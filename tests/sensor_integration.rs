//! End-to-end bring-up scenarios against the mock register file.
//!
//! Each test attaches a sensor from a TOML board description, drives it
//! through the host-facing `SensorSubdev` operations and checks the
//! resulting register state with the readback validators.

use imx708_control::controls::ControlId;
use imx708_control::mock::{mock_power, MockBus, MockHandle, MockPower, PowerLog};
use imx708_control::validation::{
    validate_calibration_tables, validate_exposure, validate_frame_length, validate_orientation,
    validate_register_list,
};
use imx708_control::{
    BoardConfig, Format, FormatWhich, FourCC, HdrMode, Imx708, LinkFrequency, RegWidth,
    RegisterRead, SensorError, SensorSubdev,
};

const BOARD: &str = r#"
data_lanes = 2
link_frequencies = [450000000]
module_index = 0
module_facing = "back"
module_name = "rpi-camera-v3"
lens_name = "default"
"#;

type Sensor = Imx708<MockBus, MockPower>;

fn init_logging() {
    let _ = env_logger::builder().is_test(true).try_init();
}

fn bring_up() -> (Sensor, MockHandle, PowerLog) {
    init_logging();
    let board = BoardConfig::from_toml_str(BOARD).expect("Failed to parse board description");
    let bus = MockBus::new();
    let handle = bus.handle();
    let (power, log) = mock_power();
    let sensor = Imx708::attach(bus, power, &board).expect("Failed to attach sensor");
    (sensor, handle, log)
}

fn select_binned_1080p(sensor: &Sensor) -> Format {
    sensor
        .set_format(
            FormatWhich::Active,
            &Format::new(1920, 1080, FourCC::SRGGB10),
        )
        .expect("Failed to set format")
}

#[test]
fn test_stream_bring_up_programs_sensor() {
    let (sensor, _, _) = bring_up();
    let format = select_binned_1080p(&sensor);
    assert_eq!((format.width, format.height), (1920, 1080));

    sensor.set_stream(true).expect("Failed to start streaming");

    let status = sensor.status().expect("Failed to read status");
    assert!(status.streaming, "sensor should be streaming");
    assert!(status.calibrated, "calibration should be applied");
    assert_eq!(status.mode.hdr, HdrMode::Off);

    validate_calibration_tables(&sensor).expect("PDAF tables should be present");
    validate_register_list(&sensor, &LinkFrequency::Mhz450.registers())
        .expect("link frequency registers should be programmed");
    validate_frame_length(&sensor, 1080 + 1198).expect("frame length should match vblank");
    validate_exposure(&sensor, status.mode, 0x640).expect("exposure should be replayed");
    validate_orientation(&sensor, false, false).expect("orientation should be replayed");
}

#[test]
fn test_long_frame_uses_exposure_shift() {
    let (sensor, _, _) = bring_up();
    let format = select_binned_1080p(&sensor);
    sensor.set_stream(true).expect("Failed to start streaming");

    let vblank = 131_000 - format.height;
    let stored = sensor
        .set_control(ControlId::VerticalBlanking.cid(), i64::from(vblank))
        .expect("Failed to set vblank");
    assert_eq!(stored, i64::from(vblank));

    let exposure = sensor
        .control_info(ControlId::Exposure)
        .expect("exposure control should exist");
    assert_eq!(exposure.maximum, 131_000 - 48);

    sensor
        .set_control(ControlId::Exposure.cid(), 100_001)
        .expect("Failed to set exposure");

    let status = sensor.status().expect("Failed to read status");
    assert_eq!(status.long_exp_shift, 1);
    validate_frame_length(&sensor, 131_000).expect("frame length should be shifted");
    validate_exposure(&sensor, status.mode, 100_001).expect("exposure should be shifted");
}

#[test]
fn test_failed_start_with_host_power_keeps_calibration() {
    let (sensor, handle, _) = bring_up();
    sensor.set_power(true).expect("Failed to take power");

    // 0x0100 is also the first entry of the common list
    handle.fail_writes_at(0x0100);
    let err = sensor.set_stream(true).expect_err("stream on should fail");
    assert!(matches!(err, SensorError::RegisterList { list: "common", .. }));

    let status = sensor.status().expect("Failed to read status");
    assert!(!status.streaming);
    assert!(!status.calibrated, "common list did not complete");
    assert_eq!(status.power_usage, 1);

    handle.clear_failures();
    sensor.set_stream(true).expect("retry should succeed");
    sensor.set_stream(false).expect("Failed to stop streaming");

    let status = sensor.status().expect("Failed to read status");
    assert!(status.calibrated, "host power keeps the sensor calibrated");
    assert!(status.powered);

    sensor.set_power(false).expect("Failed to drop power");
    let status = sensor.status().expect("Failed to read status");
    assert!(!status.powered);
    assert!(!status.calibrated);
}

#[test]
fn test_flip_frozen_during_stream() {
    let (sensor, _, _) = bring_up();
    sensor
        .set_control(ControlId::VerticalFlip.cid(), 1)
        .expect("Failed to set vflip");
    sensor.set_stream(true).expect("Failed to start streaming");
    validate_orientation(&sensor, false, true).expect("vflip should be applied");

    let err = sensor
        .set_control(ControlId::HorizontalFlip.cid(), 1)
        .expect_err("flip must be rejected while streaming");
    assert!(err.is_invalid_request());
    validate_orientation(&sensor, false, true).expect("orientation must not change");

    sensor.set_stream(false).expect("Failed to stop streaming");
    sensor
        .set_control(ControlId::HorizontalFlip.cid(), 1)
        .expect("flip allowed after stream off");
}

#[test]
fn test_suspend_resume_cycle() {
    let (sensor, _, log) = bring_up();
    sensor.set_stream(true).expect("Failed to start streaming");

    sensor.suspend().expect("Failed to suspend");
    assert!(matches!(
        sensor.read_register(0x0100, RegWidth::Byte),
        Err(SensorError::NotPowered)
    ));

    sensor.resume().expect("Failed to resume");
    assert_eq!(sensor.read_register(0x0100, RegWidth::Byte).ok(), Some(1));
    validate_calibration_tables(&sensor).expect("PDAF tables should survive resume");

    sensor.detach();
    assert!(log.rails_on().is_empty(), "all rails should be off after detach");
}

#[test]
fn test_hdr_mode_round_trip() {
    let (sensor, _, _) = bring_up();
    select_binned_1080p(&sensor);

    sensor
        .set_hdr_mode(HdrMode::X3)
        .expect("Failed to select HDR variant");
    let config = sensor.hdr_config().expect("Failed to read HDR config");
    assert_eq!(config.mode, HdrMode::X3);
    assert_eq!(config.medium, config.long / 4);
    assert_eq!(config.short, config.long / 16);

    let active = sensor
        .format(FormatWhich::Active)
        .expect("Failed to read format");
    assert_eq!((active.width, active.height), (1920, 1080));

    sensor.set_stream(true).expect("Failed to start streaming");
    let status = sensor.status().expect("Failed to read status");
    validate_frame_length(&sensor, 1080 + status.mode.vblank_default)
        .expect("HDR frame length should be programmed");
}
· · · · · · ·
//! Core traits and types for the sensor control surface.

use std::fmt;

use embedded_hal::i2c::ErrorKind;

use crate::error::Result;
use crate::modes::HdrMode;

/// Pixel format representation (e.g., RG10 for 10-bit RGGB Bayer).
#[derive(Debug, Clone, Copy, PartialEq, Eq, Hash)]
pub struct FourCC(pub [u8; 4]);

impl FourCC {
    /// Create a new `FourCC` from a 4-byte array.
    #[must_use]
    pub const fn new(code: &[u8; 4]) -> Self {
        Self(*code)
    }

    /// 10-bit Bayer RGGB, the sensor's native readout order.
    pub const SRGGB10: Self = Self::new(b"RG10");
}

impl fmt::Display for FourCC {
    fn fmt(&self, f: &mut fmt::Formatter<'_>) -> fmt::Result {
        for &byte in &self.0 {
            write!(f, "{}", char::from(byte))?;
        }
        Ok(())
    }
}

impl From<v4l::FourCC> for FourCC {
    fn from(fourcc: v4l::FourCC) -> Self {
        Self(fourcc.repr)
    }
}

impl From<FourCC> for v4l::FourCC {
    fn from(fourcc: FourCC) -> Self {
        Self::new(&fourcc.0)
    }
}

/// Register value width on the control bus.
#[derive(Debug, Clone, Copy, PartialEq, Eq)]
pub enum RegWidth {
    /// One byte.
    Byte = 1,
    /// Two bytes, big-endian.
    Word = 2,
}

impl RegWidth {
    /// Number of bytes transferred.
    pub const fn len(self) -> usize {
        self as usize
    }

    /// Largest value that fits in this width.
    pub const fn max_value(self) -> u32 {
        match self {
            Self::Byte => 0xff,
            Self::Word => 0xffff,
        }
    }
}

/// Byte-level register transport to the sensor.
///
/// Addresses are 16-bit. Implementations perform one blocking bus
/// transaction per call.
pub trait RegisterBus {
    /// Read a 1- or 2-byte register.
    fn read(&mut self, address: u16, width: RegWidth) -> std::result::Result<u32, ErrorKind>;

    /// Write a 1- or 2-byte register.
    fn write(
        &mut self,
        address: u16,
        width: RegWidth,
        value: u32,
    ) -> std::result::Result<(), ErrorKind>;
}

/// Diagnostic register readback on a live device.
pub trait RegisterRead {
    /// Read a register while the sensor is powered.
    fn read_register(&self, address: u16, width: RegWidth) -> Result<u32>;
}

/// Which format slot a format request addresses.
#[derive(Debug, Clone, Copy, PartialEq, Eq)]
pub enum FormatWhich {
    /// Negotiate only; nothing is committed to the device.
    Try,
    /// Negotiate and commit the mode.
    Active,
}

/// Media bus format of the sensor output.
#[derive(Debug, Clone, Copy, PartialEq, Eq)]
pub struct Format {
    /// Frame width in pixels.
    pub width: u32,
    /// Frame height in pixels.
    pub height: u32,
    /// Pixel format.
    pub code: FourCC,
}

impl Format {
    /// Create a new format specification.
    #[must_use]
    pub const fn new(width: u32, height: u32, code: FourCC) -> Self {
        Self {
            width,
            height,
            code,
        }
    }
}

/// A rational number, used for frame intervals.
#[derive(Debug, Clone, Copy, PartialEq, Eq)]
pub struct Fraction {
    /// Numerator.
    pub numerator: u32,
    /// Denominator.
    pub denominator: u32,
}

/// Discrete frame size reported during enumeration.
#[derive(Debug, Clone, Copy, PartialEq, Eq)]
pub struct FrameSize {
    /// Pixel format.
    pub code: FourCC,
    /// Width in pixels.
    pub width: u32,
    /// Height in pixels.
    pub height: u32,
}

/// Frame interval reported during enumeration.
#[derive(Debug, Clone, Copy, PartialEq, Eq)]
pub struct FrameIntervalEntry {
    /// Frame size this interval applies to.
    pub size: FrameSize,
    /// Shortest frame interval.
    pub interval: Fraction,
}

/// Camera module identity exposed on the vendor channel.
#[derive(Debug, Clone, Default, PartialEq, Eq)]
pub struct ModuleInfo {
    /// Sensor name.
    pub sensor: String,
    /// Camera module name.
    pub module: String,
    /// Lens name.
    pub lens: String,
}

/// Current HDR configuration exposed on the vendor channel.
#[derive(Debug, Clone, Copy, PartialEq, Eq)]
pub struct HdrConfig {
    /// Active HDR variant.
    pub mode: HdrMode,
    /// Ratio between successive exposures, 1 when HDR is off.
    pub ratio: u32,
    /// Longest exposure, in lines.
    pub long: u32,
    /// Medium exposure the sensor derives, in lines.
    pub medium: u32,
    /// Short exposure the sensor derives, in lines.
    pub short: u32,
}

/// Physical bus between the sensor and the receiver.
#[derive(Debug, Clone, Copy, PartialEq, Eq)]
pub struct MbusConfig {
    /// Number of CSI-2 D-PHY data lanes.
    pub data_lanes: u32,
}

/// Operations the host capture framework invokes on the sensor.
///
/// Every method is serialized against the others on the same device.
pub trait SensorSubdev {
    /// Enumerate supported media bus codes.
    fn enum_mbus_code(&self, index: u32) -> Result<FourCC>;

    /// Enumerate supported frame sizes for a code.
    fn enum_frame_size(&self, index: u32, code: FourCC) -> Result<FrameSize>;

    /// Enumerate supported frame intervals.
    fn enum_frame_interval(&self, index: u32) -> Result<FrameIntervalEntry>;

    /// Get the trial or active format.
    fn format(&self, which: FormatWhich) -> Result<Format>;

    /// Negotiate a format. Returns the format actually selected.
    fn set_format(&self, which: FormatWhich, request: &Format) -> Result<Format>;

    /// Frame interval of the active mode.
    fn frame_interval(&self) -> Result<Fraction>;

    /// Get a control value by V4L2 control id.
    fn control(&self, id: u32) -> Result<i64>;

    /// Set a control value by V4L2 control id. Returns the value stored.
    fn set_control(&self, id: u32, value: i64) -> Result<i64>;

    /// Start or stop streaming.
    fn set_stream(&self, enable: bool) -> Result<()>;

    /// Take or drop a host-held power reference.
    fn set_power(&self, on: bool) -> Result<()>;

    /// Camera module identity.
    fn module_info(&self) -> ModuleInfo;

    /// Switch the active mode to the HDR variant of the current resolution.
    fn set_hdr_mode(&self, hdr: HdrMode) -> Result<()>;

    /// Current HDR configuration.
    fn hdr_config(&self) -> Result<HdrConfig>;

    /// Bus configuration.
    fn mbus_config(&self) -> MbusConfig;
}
· · · · · · ·
* _WHAT IS NEEDED_:
Copy exactly the stretch of data above from the line with "Medium exposure the sensor derives, in lines." through the line with "fn enum_mbus_code(&self, index: u32)", and omit all other lines.

* _SOLUTION_:
    /// Medium exposure the sensor derives, in lines.
    pub medium: u32,
    /// Short exposure the sensor derives, in lines.
    pub short: u32,
}

/// Physical bus between the sensor and the receiver.
#[derive(Debug, Clone, Copy, PartialEq, Eq)]
pub struct MbusConfig {
    /// Number of CSI-2 D-PHY data lanes.
    pub data_lanes: u32,
}

/// Operations the host capture framework invokes on the sensor.
///
/// Every method is serialized against the others on the same device.
pub trait SensorSubdev {
    /// Enumerate supported media bus codes.
    fn enum_mbus_code(&self, index: u32) -> Result<FourCC>;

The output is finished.